Жюльетта проявила себя неожиданным образом. Выяснилось, что в искусстве вранья она превосходит даже меня, хотя я в этом деле был мастером. Она выглядела такой невинно-простодушной, что заподозрить ее в нечестном поступке было бы верхом нелепости. Жюльетта делала изумленное лицо, глаза у нее округлялись, губы приоткрывались, и она начинала жаловаться на адский шум. Никто на свете никогда бы не усомнился в правдивости ангельского создания. Каждое воскресенье Жюльетта ходила к мессе, исповедовалась по четвергам, была любимицей кюре. Я не удержался и поддел ее:
— А что говорит отец Страно́? Ты каешься во вранье?

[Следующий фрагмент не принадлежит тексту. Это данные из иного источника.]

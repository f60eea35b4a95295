//! Metrics collection and Prometheus integration service.

use prometheus::{CounterVec, Gauge, HistogramOpts, HistogramVec, Opts, Registry, TextEncoder};
use std::time::{Duration, Instant};

/// Application metrics collector for Prometheus integration
#[derive(Clone)]
pub struct AppMetrics {
    pub registry: Registry,
    pub http_requests_total: CounterVec,
    pub http_request_duration_seconds: HistogramVec,
    /// Inbound sync verifications by outcome (`applied`, `duplicate`, or an error code)
    pub verifications_total: CounterVec,
    /// Outbound sync attempts by outcome
    pub outbound_total: CounterVec,
    pub app_uptime_seconds: Gauge,
    pub app_info: CounterVec,
    pub start_time: Instant,
}

impl AppMetrics {
    /// Create a new metrics collector with default Prometheus metrics
    pub fn new() -> Result<Self, prometheus::Error> {
        let registry = Registry::new();

        // HTTP request counter by method, status, and route
        let http_requests_total = CounterVec::new(
            Opts::new("http_requests_total", "Total number of HTTP requests"),
            &["method", "status", "route"],
        )?;

        let http_request_duration_seconds = HistogramVec::new(
            HistogramOpts::new(
                "http_request_duration_seconds",
                "HTTP request duration in seconds",
            )
            .buckets(vec![
                0.005, 0.01, 0.025, 0.05, 0.1, 0.25, 0.5, 1.0, 2.5, 5.0, 10.0,
            ]),
            &["method", "route"],
        )?;

        let verifications_total = CounterVec::new(
            Opts::new(
                "reward_sync_verifications_total",
                "Inbound reward sync verifications by outcome",
            ),
            &["outcome"],
        )?;

        let outbound_total = CounterVec::new(
            Opts::new(
                "reward_sync_outbound_total",
                "Outbound reward sync attempts by outcome",
            ),
            &["outcome"],
        )?;

        let app_uptime_seconds = Gauge::new("app_uptime_seconds", "Application uptime in seconds")?;

        let app_info = CounterVec::new(
            Opts::new("app_info", "Application information"),
            &["version", "commit", "build_time"],
        )?;

        registry.register(Box::new(http_requests_total.clone()))?;
        registry.register(Box::new(http_request_duration_seconds.clone()))?;
        registry.register(Box::new(verifications_total.clone()))?;
        registry.register(Box::new(outbound_total.clone()))?;
        registry.register(Box::new(app_uptime_seconds.clone()))?;
        registry.register(Box::new(app_info.clone()))?;

        app_info
            .with_label_values(&[
                env!("CARGO_PKG_VERSION"),
                option_env!("VERGEN_GIT_SHA").unwrap_or("unknown"),
                option_env!("VERGEN_BUILD_TIMESTAMP").unwrap_or("unknown"),
            ])
            .inc();

        Ok(Self {
            registry,
            http_requests_total,
            http_request_duration_seconds,
            verifications_total,
            outbound_total,
            app_uptime_seconds,
            app_info,
            start_time: Instant::now(),
        })
    }

    /// Record an HTTP request with method, route, status, and duration
    pub fn record_request(&self, method: &str, route: &str, status: u16, duration: Duration) {
        if route == "/api/metrics" {
            // Scrapes would dominate the series otherwise
            return;
        }

        self.http_requests_total
            .with_label_values(&[method, &status.to_string(), route])
            .inc();

        self.http_request_duration_seconds
            .with_label_values(&[method, route])
            .observe(duration.as_secs_f64());
    }

    pub fn record_verification(&self, outcome: &str) {
        self.verifications_total.with_label_values(&[outcome]).inc();
    }

    pub fn record_outbound(&self, outcome: &str) {
        self.outbound_total.with_label_values(&[outcome]).inc();
    }

    /// Update the application uptime gauge
    pub fn update_uptime(&self) {
        let uptime = self.start_time.elapsed().as_secs_f64();
        self.app_uptime_seconds.set(uptime);
    }

    /// Render metrics in Prometheus text format
    pub fn render(&self) -> Result<String, prometheus::Error> {
        let encoder = TextEncoder::new();
        let metric_families = self.registry.gather();
        encoder.encode_to_string(&metric_families)
    }
}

В ответ она только загадочно улыбалась. У Бардона и некоторых соседей были подозрения на мой счет, и Жюльетте пришла в голову гениальная идея. В мое отсутствие она включала проигрыватель на полную громкость, а я шел к Бардону жаловаться: «Как же этот грохот мешает заниматься!»
— Просто немыслимо! Даже дома нет ни минуты покоя.
Жюльетта не раз предупреждала меня о внезапном возвращении нашей матери. Так продолжалось довольно долго. Странно, но этот невинный обман еще больше отдалил нас друг от друга. Моя ложь не имела значения — мужчина должен уметь устраиваться, чтобы выжить, но тот факт, что маленькая девочка — воплощенная чистота — может так нагло притворяться, внушил мне сомнения насчет человеческой души. Если Жюльетта способна врать так ужасающе искренне, что даже я хочу ей верить, откуда мне знать, когда она говорит правду? Кому вообще можно доверять? Лично я больше не мог доверять никому. Ужасное открытие…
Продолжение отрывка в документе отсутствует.